Presented by: E. Zgonis

Author(s):

E. Klineberg(1), R. Lafage(2), E. Zgonis(2), V. Lafage(2), M. Gupta(3), P. Passias(4), J. Smith(5), H.J. Kim(2), D. Burton(6), G. Mundis(7), F. Schwab(2), R. Hart(8), C. Shaffrey(5), C. Ames(9), International Spine Study Group (ISSG)

(1) University of California, Davis, Sacramento, CA, United States
(2) Hospital for Special Surgery, New York, NY, United States
(3) Washington University, Saint Louis, MO, United States
(4) New York University Langone Orthopedic Hospital, New York, NY, United States
(5) University of Virginia, Charlottesville, VA, United States
(6) University of Kansas Medical Center, Kansas City, KS, United States
(7) San Diego Center for Spinal Disorders, La Jolla, CA, United States
(8) University of Oregon Health Sciences Center, Portland, OR, United States
(9) University of California, San Francisco, San Francisco, CA, United States

Abstract

Background: Choosing the appropriate surgical approach and osteotomy type is challenging when surgically treating cervical deformity. A pre-operative assessment of flexibility and final alignment would be useful for any surgeon treating this complex problem.

Purpose: To investigate the impact of Pre-operative Extension Lateral Cervical Radiographs on the choice of corrective surgical procedure and determine, if these can also predict the post-operative cervical alignment.

Study Design/Setting: Prospective multicenter database of consecutive patients.

Patient Sample: Cervical deformity patients with a primary cervical or cervicothoracic deformity.

Outcome Measures: Radiographic parameters, surgical osteotomy grade and surgical approach.

Methods: A prospective database of operative cervical deformity patients was analyzed. Inclusion criteria were cervical kyphosis>10°, cervical scoliosis>10°, C2-C7 SVA>4cm or chin-brow vertical angle>25°, and primary deformity in the Cervical or Cervicothoracic spine. The radiographic parameters of the pre-operative extension lateral were compared to pre-operative neutral lateral, and final 3 month alignment XR and type of surgical osteotomy based upon the Ames Classification. Statistical analysis included t-test and chi-squared.

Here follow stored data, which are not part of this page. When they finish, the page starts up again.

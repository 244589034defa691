//! Plan file types.
//!
//! A plan describes a build chain in JSON, with items identified by name and
//! payloads expressed as JSON values.
//!
//! # Example
//!
//! ```json
//! {
//!   "steps": [
//!     { "name": "a", "produces": [{ "item": "count", "kind": "single", "value": 5 }] },
//!     {
//!       "name": "c",
//!       "consumes": [{ "item": "count" }],
//!       "produces": [{ "item": "report", "kind": "multi", "final": true, "values": ["done"] }],
//!       "delay_ms": 10
//!     }
//!   ],
//!   "initial": { "port": 8080 },
//!   "final": ["report"]
//! }
//! ```

use std::collections::BTreeMap;

use serde::{Deserialize, Serialize};
use serde_json::Value;

use crate::item::ItemKind;
use crate::step::ConsumeMode;

/// A whole plan file.
#[derive(Debug, Clone, Default, PartialEq, Serialize, Deserialize)]
#[serde(deny_unknown_fields)]
pub struct Plan {
  pub steps: Vec<PlanStep>,

  /// Values of initial items, keyed by item name. Multi items take an array of elements.
  #[serde(default, skip_serializing_if = "BTreeMap::is_empty")]
  pub initial: BTreeMap<String, Value>,

  /// Items that are final for every producer.
  #[serde(default, rename = "final", skip_serializing_if = "Vec::is_empty")]
  pub finals: Vec<String>,
}

/// One step of a plan.
#[derive(Debug, Clone, PartialEq, Serialize, Deserialize)]
#[serde(deny_unknown_fields)]
pub struct PlanStep {
  pub name: String,

  #[serde(default, skip_serializing_if = "Vec::is_empty")]
  pub produces: Vec<PlanProduce>,

  #[serde(default, skip_serializing_if = "Vec::is_empty")]
  pub consumes: Vec<PlanConsume>,

  /// When set the step fails with this message instead of producing anything.
  #[serde(default, skip_serializing_if = "Option::is_none")]
  pub fail: Option<String>,

  /// Milliseconds the step sleeps before doing anything else.
  #[serde(default, skip_serializing_if = "Option::is_none")]
  pub delay_ms: Option<u64>,
}

/// A produced item of a plan step.
#[derive(Debug, Clone, PartialEq, Serialize, Deserialize)]
#[serde(deny_unknown_fields)]
pub struct PlanProduce {
  pub item: String,
  pub kind: ItemKind,

  #[serde(default, rename = "final")]
  pub is_final: bool,

  #[serde(default)]
  pub overridable: bool,

  /// Runs before consumers of the item without being kept alive by them.
  #[serde(default)]
  pub weak: bool,

  /// Value emitted for a single item.
  #[serde(default, skip_serializing_if = "Option::is_none")]
  pub value: Option<Value>,

  /// Elements emitted for a multi item, in order.
  #[serde(default, skip_serializing_if = "Vec::is_empty")]
  pub values: Vec<Value>,
}

/// A consumed item of a plan step.
#[derive(Debug, Clone, PartialEq, Serialize, Deserialize)]
#[serde(deny_unknown_fields)]
pub struct PlanConsume {
  pub item: String,

  #[serde(default = "default_mode")]
  pub mode: ConsumeMode,

  /// Kind of the item. Defaults to the kind its producers declare, or single.
  #[serde(default, skip_serializing_if = "Option::is_none")]
  pub kind: Option<ItemKind>,
}

fn default_mode() -> ConsumeMode {
  ConsumeMode::Required
}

Results: 78/94 patients met the inclusion criteria. Mean age of 60 yo, with mean BMI of 30 and 52% females. 41% of patients had prior cervical surgery, and 69/78 underwent at least one osteotomy. When evaluating the use of grade 1-2 osteotomy vs grade 5,6 or 7; maximal pre-operative extension lateral XR were found to have statically lower T1S (23.1 vs 35.5; p=.019), lower T1S-CL (21.7 vs 36.3; p=.032), lower cSVA (28.2 vs 48.4; p< .001) and lower C2Slope (20.3 vs 37.5; p=.016). Choice of approach was also influenced by the extension XR, with anterior vs posterior chosen for the films with the greatest extension; lower T1S (20 vs 31; p=.05), lower cSVA (15.8 vs 36.3; p=.005), lower T1S-CL (12.9 vs 28.8; p=.014) and lower C2 slope (11.1 vs 28; p=.012). In fact, when the extension XR did not achieve normal alignment T1S-CL > 17, patients were more likely to have and posterior approach (56% vs 36%; p=.041). While surgery created a significant change in all radiographic parameters; the 3month lateral XR and pre-op extension XR were statistically similar for T1S-CL (25.5 vs 23.6; p=.35) and C2Slope (23.8 vs 22.5; p=.55).

Conclusions: Pre-operative lateral extension radiographs had a significant association with surgical approach and grade of osteotomy. The greater the cervical extension, the less need for osteotomy or posterior only approach. The pre-operative extension lateral XR was also statistically similar to the post-operative 3 month lateral XR, and may be used in future studies to predict the final cervical alignment. Obtaining pre-operative maximal extension XR is a critical alignment tool, and should be obtained as a part of the pre-operative surgical plan.